**Work item:** Scan the listing that follows and report how many lines contain "ScanReport". Write the number alone.

**Data extracts:**
== Segment start ==

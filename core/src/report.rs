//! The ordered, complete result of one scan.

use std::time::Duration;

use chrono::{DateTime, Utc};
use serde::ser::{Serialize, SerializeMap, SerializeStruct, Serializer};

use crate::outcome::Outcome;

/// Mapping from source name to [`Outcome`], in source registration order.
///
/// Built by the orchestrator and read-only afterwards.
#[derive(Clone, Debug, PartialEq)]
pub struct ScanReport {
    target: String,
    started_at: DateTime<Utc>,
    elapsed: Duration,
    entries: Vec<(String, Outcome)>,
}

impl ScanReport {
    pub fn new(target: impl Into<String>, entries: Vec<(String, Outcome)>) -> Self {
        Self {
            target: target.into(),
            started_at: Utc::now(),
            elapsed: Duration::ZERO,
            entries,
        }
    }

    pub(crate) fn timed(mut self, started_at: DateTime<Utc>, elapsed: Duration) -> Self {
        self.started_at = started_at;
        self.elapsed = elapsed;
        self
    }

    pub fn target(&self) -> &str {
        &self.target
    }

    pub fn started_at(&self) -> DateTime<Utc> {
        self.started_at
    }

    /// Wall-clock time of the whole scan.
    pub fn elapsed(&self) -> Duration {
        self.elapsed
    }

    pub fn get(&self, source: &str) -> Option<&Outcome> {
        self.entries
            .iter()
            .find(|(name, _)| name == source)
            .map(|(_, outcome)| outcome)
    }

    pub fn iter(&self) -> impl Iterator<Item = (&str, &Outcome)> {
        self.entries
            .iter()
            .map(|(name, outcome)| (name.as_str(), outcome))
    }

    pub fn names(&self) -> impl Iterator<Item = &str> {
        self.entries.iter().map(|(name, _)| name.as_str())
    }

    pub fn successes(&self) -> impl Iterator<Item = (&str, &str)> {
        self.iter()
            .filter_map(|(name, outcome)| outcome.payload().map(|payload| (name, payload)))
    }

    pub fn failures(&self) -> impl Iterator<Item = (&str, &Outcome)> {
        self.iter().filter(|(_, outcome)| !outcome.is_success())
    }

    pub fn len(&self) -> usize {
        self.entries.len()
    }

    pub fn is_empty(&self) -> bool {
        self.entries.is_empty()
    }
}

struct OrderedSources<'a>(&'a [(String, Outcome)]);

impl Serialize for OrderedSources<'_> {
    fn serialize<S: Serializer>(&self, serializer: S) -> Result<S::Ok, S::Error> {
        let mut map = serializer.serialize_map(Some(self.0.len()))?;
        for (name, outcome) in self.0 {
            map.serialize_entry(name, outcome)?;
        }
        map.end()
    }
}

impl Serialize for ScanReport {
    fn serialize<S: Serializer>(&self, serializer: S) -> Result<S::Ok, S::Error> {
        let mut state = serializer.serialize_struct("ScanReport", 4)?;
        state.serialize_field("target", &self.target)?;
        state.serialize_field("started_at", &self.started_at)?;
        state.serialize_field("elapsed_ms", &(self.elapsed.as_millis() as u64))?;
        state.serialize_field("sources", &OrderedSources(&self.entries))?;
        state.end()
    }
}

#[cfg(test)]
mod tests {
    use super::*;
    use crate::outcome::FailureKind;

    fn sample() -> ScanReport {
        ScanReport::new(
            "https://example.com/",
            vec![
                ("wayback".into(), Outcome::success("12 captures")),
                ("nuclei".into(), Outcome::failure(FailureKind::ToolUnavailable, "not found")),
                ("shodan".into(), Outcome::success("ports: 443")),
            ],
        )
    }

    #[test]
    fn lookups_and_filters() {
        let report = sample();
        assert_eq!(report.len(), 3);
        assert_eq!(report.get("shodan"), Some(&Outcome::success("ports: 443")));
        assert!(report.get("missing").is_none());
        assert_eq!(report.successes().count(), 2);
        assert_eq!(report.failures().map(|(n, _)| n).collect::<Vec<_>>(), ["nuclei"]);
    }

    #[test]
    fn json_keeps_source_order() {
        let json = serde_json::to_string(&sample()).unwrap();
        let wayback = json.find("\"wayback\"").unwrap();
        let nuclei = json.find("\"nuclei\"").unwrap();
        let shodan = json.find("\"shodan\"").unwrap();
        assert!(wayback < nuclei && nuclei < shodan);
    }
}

== Segment end ==

**Solution for this problem:** 6